I’m trying to figure out what I can do with my life that will benefit the world. Take as a given that I’m good for something, I just have to find or invent it. Two years ago, I started tagging words on Wordnik.com. I wanted to understand the unexpected spelling similarities between words that do not sound like each other. I used C and V to stand in for consonants and vowels in terms of  alphabet graphemes, not IPA phonemes. Some linguists got mad. I understand why,  but tagging convowels was an important outlet for me at the time, and I don’t regret that I’ve left a mark on wordnik.

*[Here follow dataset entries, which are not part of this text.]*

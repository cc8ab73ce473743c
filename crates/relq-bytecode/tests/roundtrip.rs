//! Every emitted byte is accounted for by the decoder

use proptest::prelude::*;
use relq_bytecode::{BlockFlags, Decoder, Emitter, ExprBlock, ExprKind, Instruction, disassemble};
use relq_types::{Column, DataType, Heading, Value};

#[derive(Debug, Clone)]
enum Op {
    Number(i64),
    Text(String),
    Bool(bool),
    Field(String),
    Catalog(String),
    Acc,
    Call(String, u8),
    CallVar(String, u8, u8),
    Segment(String, Vec<Op>),
}

fn ident() -> impl Strategy<Value = String> {
    "[a-z][a-z0-9_]{0,8}"
}

fn leaf() -> impl Strategy<Value = Op> {
    prop_oneof![
        any::<i64>().prop_map(Op::Number),
        ".{0,12}".prop_map(Op::Text),
        any::<bool>().prop_map(Op::Bool),
        ident().prop_map(Op::Field),
        ident().prop_map(Op::Catalog),
        Just(Op::Acc),
        (ident(), any::<u8>()).prop_map(|(n, a)| Op::Call(n, a)),
        (ident(), any::<u8>(), any::<u8>()).prop_map(|(n, f, v)| Op::CallVar(n, f, v)),
    ]
}

fn op() -> impl Strategy<Value = Op> {
    leaf().prop_recursive(3, 24, 6, |inner| {
        prop_oneof![
            leaf(),
            (ident(), prop::collection::vec(inner, 0..6)).prop_map(|(n, body)| Op::Segment(n, body)),
        ]
    })
}

fn emit(ops: &[Op]) -> Emitter {
    let mut e = Emitter::new();
    for op in ops {
        match op {
            Op::Number(n) => e.load_value(&Value::number(*n)).unwrap(),
            Op::Text(s) => e.load_value(&Value::text(s.clone())).unwrap(),
            Op::Bool(b) => e.load_value(&Value::Bool(*b)).unwrap(),
            Op::Field(n) => e.load_field(n).unwrap(),
            Op::Catalog(n) => e.load_catalog(n).unwrap(),
            Op::Acc => e.load_acc_block(),
            Op::Call(n, a) => e.call(n, *a as usize).unwrap(),
            Op::CallVar(n, f, v) => e.call_var(n, *f as usize, *v as usize).unwrap(),
            Op::Segment(n, body) => {
                let lookup = Heading::from_columns([Column::new("x", DataType::Number)]).unwrap();
                let block = ExprBlock::new(n.clone(), lookup, 0, false, emit(body).finish())
                    .with_flags(BlockFlags::ORDER);
                e.load_segment(&block).unwrap();
            }
        }
    }
    e
}

fn count(instructions: &[Instruction]) -> usize {
    instructions
        .iter()
        .map(|i| match i {
            Instruction::LoadSegment(_, body) => 1 + count(body),
            _ => 1,
        })
        .sum()
}

fn expected(ops: &[Op]) -> usize {
    ops.iter()
        .map(|op| match op {
            Op::Segment(_, body) => 1 + expected(body),
            _ => 1,
        })
        .sum()
}

proptest! {
    #[test]
    fn decoder_consumes_whole_stream(ops in prop::collection::vec(op(), 0..16)) {
        let mut e = emit(&ops);
        e.end();
        let code = e.finish();

        let mut decoder = Decoder::new(code.as_bytes());
        let mut top = Vec::new();
        while !decoder.is_at_end() {
            top.push(decoder.next_instruction().unwrap());
        }
        prop_assert_eq!(decoder.position(), code.len());
        prop_assert_eq!(top.len(), ops.len() + 1);
        prop_assert_eq!(top.last(), Some(&Instruction::End));
        prop_assert_eq!(count(&top), expected(&ops) + 1);

        prop_assert!(disassemble(&code).is_ok());
    }

    #[test]
    fn truncation_is_always_reported(ops in prop::collection::vec(op(), 1..8), cut in any::<prop::sample::Index>()) {
        let code = emit(&ops).finish();
        let cut = cut.index(code.len());
        let bytes = &code.as_bytes()[..cut];
        // a prefix either decodes cleanly on an instruction boundary or fails
        if let Ok(decoded) = Decoder::new(bytes).decode_all() {
            prop_assert!(decoded.len() <= ops.len());
        }
    }
}

#[test]
fn segment_header_survives() {
    let mut body = Emitter::new();
    body.load_field("amount").unwrap();
    body.load_acc_block();
    body.load_value(&Value::number(0)).unwrap();
    body.call("sum", 3).unwrap();
    let lookup = Heading::from_columns([Column::new("amount", DataType::Number)]).unwrap();
    let block = ExprBlock::new("total", lookup, 1, false, body.finish());
    assert_eq!(block.kind, ExprKind::HasFold);

    let mut e = Emitter::new();
    e.load_segment(&block).unwrap();
    let all = Decoder::new(e.finish().as_bytes()).decode_all().unwrap();
    match &all[..] {
        [Instruction::LoadSegment(decoded, body)] => {
            assert_eq!(decoded, &block);
            assert_eq!(body.len(), 4);
        }
        other => panic!("unexpected decode {other:?}"),
    }
}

The word started me thinking was apple, and I’d like to revisit that VCCCV word pattern tonight. I find that my interest cycle involves writing lists and then abandoning them when completed. Right now I’m going to try to do something with a list, I’m not sure how successful it will be. The words I found that have the same pattern are: alpha, amble, ample, amply, angle, ankle, apple, apply, empty, extra, oddly, oxfly, uncle. In my GenAm accent, this is their broad transcription. ‘-‘ means syllable boundary here, for legibility’s sake.

Alpha       æl-fə
Amble      æm-bəl
Ample      æm-pəl
Amply      æm-pli
Angle       eŋ-gəl
Ankle       eŋ-kəl
Apple       æ-pəl
Apply       ə-plɑɪ
Empty      ɛm-ti
Extra        ɛk-stɹə
Oddly       ɒ-dli
Oxfly        ɒks-flɑɪ
Uncle       ʌŋ-kəl

So nothing brilliant, but a few things:

  • All of these words are stressed on the first syllable except for apply.
  • 3 words are just a vowel in the first syllable: apple, apply, and oddly. Another accent may put odd & ly together, but for me the [d] is influenced by the [l] and has a lateral release, I don’t think I can separate them.
  • 8 of the 13 words start with a, but only 5 start with [æ] like in cat.
  • There are minimal pairs: amble/ample, ankle/angle, ankle/uncle.
  • Alpha comes from Greek, apple, empty, ankle, and ox are from O.E., odd is from O.N., the rest originate in Latin.
  • I’ve written about uncle before.
Apple was my starting word for two reasons. One: When Erin McKean gave her 2007 TED talk about the ham-butt problem with online dictionaries at the time, I started brainstorming about features that I would include if I had an online dictionary of my own. My sample word was apple, because it was a common word that could have many ideas branching off of it. I pictured a visualthesaurus.com-style word mapping system. Apple had pictures associated with it, religious meaning, idiomatic uses, category of fruit, category of apple parts, there are many varieties of apple, the word could be shown in many languages, and in French, potato is pom de terre, apple of the earth. Cool.
Two: Apple is a weird spelling pattern. It is a basic kindergarten word that’s on the classroom wall all year, but it’s an extremely strange looking word. All words start to look odd if you read them over and over. Apple is so common that its oddity is overlooked, perhaps because apple and orange are both fruit and often found near each other, so the vowel-front-and-ended spelling looks normal for basic fruit. Of the many patterns I tagged on wordnik.com, the ones that fascinate me the most begin with vowels. Like VCCCVCC. So… think about it?
December 11, 2011

in Autobiographical,websites,wordnik,Words & Origins

{ 2 comments… read them below or add one }

Ben December 12, 2011 at 4:44 AM

I’m wondering about ‘y’ in your system. so would ‘your’ be CVVC and ‘system’ be CVCCVC ? What about ‘day’ ?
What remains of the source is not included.